Here are two truths:
- Ambiguity naturally makes us trust less. When things are unclear or uncertain, our brains tend to fill the gaps with "head trash," which may manifest as fear, doubt, a trauma response, and/or self-criticism. We second-guess ourselves, assume the worst in others, and wonder if systems are rigged or failing us. We also perceive the world around us as more hostile.
AND AT THE SAME TIME...
- Low-trust or trust-negative environments breed more ambiguity and make the unknown harder to handle. When people don't trust each other, they withhold information, sugarcoat the truth, and work in silos. Leaders become less transparent, teams stop asking questions, and systems get murky. The less trust there is, the fuzzier everything feels.
That’s the paradox: ambiguity erodes trust, and low trust creates even more ambiguity. It’s a self-reinforcing loop that makes work feel more confusing, more stressful, and more adversarial than it needs to be.
BLAH! UGH! OOPH!
Unfortunately for most of us, ambiguity and uncertainty are permanent and inevitable conditions of work and life, which means that the only real lever we have is trust and building trust-positive humans and workplaces.
A Quick Example
Two teams are given the same vague directive: “We need to move faster this quarter.”
- In a low-trust or trust-negative team, ambiguity sparks anxiety. People whisper about hidden agendas, assume leaders are dissatisfied, or worry their jobs are at risk. Work slows down because no one wants to make the wrong move, and some quietly start polishing résumés.
- In a high-trust or trust-positive team, ambiguity sparks curiosity. People feel safe enough to ask clarifying questions, experiment, and share their thinking openly.
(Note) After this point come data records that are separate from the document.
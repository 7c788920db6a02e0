//! Bookmark data model.
//!
//! The canonical unit is [`BookmarkRecord`], keyed by a normalized URL.
//! Records move between four storage backends identified by [`BackendId`];
//! the file backend persists them inside a single [`FileBookmarkDocument`].

use std::fmt;
use std::str::FromStr;

use chrono::{DateTime, Utc};
use indexmap::IndexMap;
use serde::{Deserialize, Deserializer, Serialize};
use serde_json::Value as JsonValue;

use crate::error::TagmarkError;

/// On-disk format version for the file backend document.
pub const FILE_FORMAT_VERSION: u32 = 1;

/// Normalize a URL for use as a storage key.
///
/// Trims surrounding whitespace, strips any fragment, and strips trailing
/// slashes, so `"https://a.example/ "` and `"https://a.example/#top"` key the
/// same record.
pub fn normalize_url(url: &str) -> String {
    let mut s = url.trim();
    if let Some(pos) = s.find('#') {
        s = &s[..pos];
    }
    s.trim_end_matches('/').to_string()
}

/// Normalize a tag list: drop empty entries and duplicates, preserving the
/// order of first occurrence. Tags are case-sensitive.
pub fn normalize_tags<I, S>(tags: I) -> Vec<String>
where
    I: IntoIterator<Item = S>,
    S: AsRef<str>,
{
    let mut out: Vec<String> = Vec::new();
    for tag in tags {
        let tag = tag.as_ref().trim();
        if tag.is_empty() {
            continue;
        }
        if !out.iter().any(|t| t == tag) {
            out.push(tag.to_string());
        }
    }
    out
}

/// Split a space-delimited wire tag string into a normalized tag list.
pub fn tags_from_wire(wire: &str) -> Vec<String> {
    normalize_tags(wire.split_whitespace())
}

/// The remote API's yes/no string convention for `shared` and `toread`.
#[derive(Debug, Clone, Copy, PartialEq, Eq, Serialize, Deserialize)]
#[serde(rename_all = "lowercase")]
pub enum TriState {
    /// Wire value `"yes"`.
    Yes,
    /// Wire value `"no"`.
    No,
}

impl TriState {
    /// Serde default for fields that default to `"yes"` (e.g. `shared`).
    pub fn default_yes() -> Self {
        TriState::Yes
    }

    /// Serde default for fields that default to `"no"` (e.g. `toread`).
    pub fn default_no() -> Self {
        TriState::No
    }

    /// The wire string, `"yes"` or `"no"`.
    pub fn as_str(&self) -> &'static str {
        match self {
            TriState::Yes => "yes",
            TriState::No => "no",
        }
    }

    /// Lenient coercion from message data, where UI surfaces may send
    /// booleans, 0/1 numbers, or the wire strings. Anything else is `None`.
    pub fn coerce(value: &JsonValue) -> Option<Self> {
        match value {
            JsonValue::Bool(true) => Some(TriState::Yes),
            JsonValue::Bool(false) => Some(TriState::No),
            JsonValue::Number(n) => Some(if n.as_f64() == Some(0.0) {
                TriState::No
            } else {
                TriState::Yes
            }),
            JsonValue::String(s) => match s.as_str() {
                "yes" => Some(TriState::Yes),
                "no" => Some(TriState::No),
                _ => None,
            },
            _ => None,
        }
    }
}

impl fmt::Display for TriState {
    fn fmt(&self, f: &mut fmt::Formatter<'_>) -> fmt::Result {
        f.write_str(self.as_str())
    }
}

/// Identifier of the storage backend holding a bookmark.
#[derive(Debug, Clone, Copy, PartialEq, Eq, Hash, Serialize, Deserialize)]
#[serde(rename_all = "lowercase")]
pub enum BackendId {
    /// The remote bookmarking HTTP API.
    Remote,
    /// The device-local key-value store.
    Local,
    /// The cross-device-synced key-value store.
    Synced,
    /// The file backend behind the bridge.
    File,
}

impl BackendId {
    /// All backends, in merge/tie-break order.
    pub const ALL: [BackendId; 4] = [
        BackendId::Remote,
        BackendId::Local,
        BackendId::Synced,
        BackendId::File,
    ];

    /// The lowercase identifier used on the wire and in the storage index.
    pub fn as_str(&self) -> &'static str {
        match self {
            BackendId::Remote => "remote",
            BackendId::Local => "local",
            BackendId::Synced => "synced",
            BackendId::File => "file",
        }
    }
}

impl Default for BackendId {
    fn default() -> Self {
        BackendId::Local
    }
}

impl fmt::Display for BackendId {
    fn fmt(&self, f: &mut fmt::Formatter<'_>) -> fmt::Result {
        f.write_str(self.as_str())
    }
}

impl FromStr for BackendId {
    type Err = TagmarkError;

    fn from_str(s: &str) -> Result<Self, Self::Err> {
        match s {
            "remote" => Ok(BackendId::Remote),
            "local" => Ok(BackendId::Local),
            "synced" => Ok(BackendId::Synced),
            "file" => Ok(BackendId::File),
            other => Err(TagmarkError::UnknownBackend(other.to_string())),
        }
    }
}

/// The canonical bookmark unit.
///
/// `url` is the unique key and is always present and non-empty in stored
/// records. `tags` never contains empty or duplicate entries after
/// normalization. `time` is the create time; `updated_at` is refreshed on
/// every save. `hash` is opaque and backend-assigned.
#[derive(Debug, Clone, PartialEq, Serialize, Deserialize)]
pub struct BookmarkRecord {
    /// Normalized URL, the unique key.
    pub url: String,

    /// Short description (the remote API's title field).
    #[serde(default)]
    pub description: String,

    /// Extended notes.
    #[serde(default)]
    pub extended: String,

    /// Ordered, case-sensitive tag set. Space-delimited on the remote wire;
    /// a JSON array everywhere else.
    #[serde(default, deserialize_with = "deserialize_tags")]
    pub tags: Vec<String>,

    /// Create time. Preserved across updates.
    #[serde(default, skip_serializing_if = "Option::is_none")]
    pub time: Option<DateTime<Utc>>,

    /// Most recent update time.
    #[serde(default, skip_serializing_if = "Option::is_none")]
    pub updated_at: Option<DateTime<Utc>>,

    /// Remote-API string convention; defaults to `"yes"`.
    #[serde(default = "TriState::default_yes")]
    pub shared: TriState,

    /// Remote-API string convention; defaults to `"no"`.
    #[serde(default = "TriState::default_no")]
    pub toread: TriState,

    /// Opaque backend-assigned content hash, used for optimistic
    /// delete/update. `None` until a backend assigns one.
    #[serde(default, skip_serializing_if = "Option::is_none")]
    pub hash: Option<String>,
}

impl BookmarkRecord {
    /// An empty record for a URL not yet saved anywhere. `title`, when
    /// available from the sender context, seeds the description.
    pub fn empty(url: &str, title: &str) -> Self {
        Self {
            url: normalize_url(url),
            description: title.to_string(),
            extended: String::new(),
            tags: Vec::new(),
            time: None,
            updated_at: None,
            shared: TriState::Yes,
            toread: TriState::No,
            hash: None,
        }
    }

    /// Whether any backend has actually stored this record yet.
    pub fn is_stored(&self) -> bool {
        self.time.is_some() || self.hash.is_some()
    }

    /// Tags joined for the remote wire (space-delimited).
    pub fn tags_wire(&self) -> String {
        self.tags.join(" ")
    }

    /// Merge a tag into the tag set, deduplicated, original order preserved.
    pub fn add_tag(&mut self, value: &str) {
        let value = value.trim();
        if value.is_empty() {
            return;
        }
        if !self.tags.iter().any(|t| t == value) {
            self.tags.push(value.to_string());
        }
    }

    /// Remove a tag from the tag set. Removing an absent tag is a no-op.
    pub fn remove_tag(&mut self, value: &str) {
        self.tags.retain(|t| t != value);
    }
}

/// Accept tags as either a JSON array of strings or a space-delimited wire
/// string; normalize either way.
fn deserialize_tags<'de, D>(deserializer: D) -> Result<Vec<String>, D::Error>
where
    D: Deserializer<'de>,
{
    #[derive(Deserialize)]
    #[serde(untagged)]
    enum TagsField {
        List(Vec<String>),
        Wire(String),
    }

    match Option::<TagsField>::deserialize(deserializer)? {
        Some(TagsField::List(list)) => Ok(normalize_tags(list)),
        Some(TagsField::Wire(s)) => Ok(tags_from_wire(&s)),
        None => Ok(Vec::new()),
    }
}

/// Derive a stable, backend-prefixed hash for a URL.
///
/// The key-value and file backends have no server to assign content hashes,
/// so they derive one from the URL: a 32-bit rolling hash rendered in base36
/// behind a backend prefix (`local-`, `sync-`, `file-`).
pub fn stable_hash(prefix: &str, url: &str) -> String {
    let mut h: i32 = 0;
    for c in url.chars() {
        h = h.wrapping_shl(5).wrapping_sub(h).wrapping_add(c as i32);
    }
    format!("{}-{}", prefix, to_base36(h.unsigned_abs()))
}

fn to_base36(mut n: u32) -> String {
    const DIGITS: &[u8] = b"0123456789abcdefghijklmnopqrstuvwxyz";
    if n == 0 {
        return "0".to_string();
    }
    let mut out = Vec::new();
    while n > 0 {
        out.push(DIGITS[(n % 36) as usize]);
        n /= 36;
    }
    out.reverse();
    String::from_utf8(out).unwrap_or_default()
}

/// The document persisted by the file backend: a single JSON object holding
/// every file-backed bookmark, fully rewritten on each write.
#[derive(Debug, Clone, PartialEq, Serialize, Deserialize)]
pub struct FileBookmarkDocument {
    /// Format version; defaults to [`FILE_FORMAT_VERSION`].
    #[serde(default = "default_version")]
    pub version: u32,

    /// Bookmarks keyed by normalized URL, in insertion order.
    #[serde(default)]
    pub bookmarks: IndexMap<String, BookmarkRecord>,
}

fn default_version() -> u32 {
    FILE_FORMAT_VERSION
}

impl Default for FileBookmarkDocument {
    fn default() -> Self {
        Self::empty()
    }
}

impl FileBookmarkDocument {
    /// A fresh, empty document at the current format version.
    pub fn empty() -> Self {
        Self {
            version: FILE_FORMAT_VERSION,
            bookmarks: IndexMap::new(),
        }
    }

    /// Parse a document leniently: text that fails to parse, or that lacks a
    /// `bookmarks` object, reads as the empty document rather than an error.
    pub fn from_json_lossy(text: &str) -> Self {
        match serde_json::from_str::<FileBookmarkDocument>(text) {
            Ok(doc) => doc,
            Err(e) => {
                log::warn!("unreadable bookmark document, treating as empty: {e}");
                Self::empty()
            }
        }
    }

    /// Serialize for disk: pretty-printed, full document.
    pub fn to_pretty_json(&self) -> String {
        serde_json::to_string_pretty(self).unwrap_or_else(|_| "{}".to_string())
    }
}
Instead of stalling or hiring a career coach, they seek to co-create clarity together.
Same level of ambiguity, totally different outcomes, all because of the team's Trust Factor.
How Trust Mitigates Ambiguity
- Self-trust helps us believe we can navigate uncertainty and sustain ourselves even without all the answers.
- Trust in teammates lets us lean on colleagues instead of slipping into suspicion, pointing fingers, or exclusion.
- Trust in leaders reassures us that direction will emerge and we will be safe, even if it isn’t immediate.
- Trust in systems makes the ground feel steady, even when the future feels shaky.
The Opportunity
Leaders can’t eliminate ambiguity, but they can minimize its harmful effects by anchoring in the trust-building behaviors of our trust factor. These are the antidotes that keep teams from spinning out when the path ahead is murky.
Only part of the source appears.